● PROBLEM TO SOLVE
Go through the data below line by line. Give only the number of lines that contain "stored".

(Beginning of MATERIAL FOR THIS EXERCISE)

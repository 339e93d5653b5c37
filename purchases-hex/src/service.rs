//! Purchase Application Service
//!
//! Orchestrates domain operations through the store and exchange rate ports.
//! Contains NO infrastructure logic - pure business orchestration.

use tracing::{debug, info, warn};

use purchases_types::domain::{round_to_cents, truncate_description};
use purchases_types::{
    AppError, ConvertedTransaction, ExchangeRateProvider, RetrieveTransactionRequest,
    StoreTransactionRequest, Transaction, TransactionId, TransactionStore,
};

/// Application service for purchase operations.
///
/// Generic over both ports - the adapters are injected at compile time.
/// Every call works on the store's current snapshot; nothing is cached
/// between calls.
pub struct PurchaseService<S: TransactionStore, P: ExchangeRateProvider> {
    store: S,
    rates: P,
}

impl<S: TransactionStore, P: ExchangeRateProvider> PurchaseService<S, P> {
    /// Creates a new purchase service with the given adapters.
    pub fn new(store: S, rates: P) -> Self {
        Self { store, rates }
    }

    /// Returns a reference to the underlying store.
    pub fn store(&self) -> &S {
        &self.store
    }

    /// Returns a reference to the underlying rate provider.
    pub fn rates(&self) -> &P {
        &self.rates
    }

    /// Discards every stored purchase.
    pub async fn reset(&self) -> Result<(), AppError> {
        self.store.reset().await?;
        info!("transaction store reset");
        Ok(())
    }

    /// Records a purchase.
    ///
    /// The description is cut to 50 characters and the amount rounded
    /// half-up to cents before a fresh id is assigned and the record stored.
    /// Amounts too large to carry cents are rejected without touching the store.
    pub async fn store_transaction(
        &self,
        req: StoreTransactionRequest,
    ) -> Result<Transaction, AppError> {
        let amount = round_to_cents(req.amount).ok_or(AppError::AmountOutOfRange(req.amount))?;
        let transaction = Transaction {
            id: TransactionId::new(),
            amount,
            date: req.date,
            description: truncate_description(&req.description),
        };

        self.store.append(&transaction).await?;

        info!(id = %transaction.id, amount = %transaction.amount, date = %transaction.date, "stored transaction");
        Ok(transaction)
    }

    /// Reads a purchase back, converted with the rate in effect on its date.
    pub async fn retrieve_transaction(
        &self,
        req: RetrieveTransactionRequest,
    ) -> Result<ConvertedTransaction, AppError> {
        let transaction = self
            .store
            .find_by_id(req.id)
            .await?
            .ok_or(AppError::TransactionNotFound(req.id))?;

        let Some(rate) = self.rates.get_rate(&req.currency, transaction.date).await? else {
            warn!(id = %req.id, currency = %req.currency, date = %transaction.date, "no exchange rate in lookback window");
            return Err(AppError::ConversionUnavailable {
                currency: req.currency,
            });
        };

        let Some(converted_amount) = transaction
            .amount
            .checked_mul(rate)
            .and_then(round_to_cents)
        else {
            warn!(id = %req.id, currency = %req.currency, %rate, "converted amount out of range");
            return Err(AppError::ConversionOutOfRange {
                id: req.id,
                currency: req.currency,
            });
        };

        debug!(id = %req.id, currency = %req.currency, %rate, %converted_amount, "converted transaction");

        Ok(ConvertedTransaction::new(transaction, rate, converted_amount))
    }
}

(End of MATERIAL FOR THIS EXERCISE)

● REPLY
3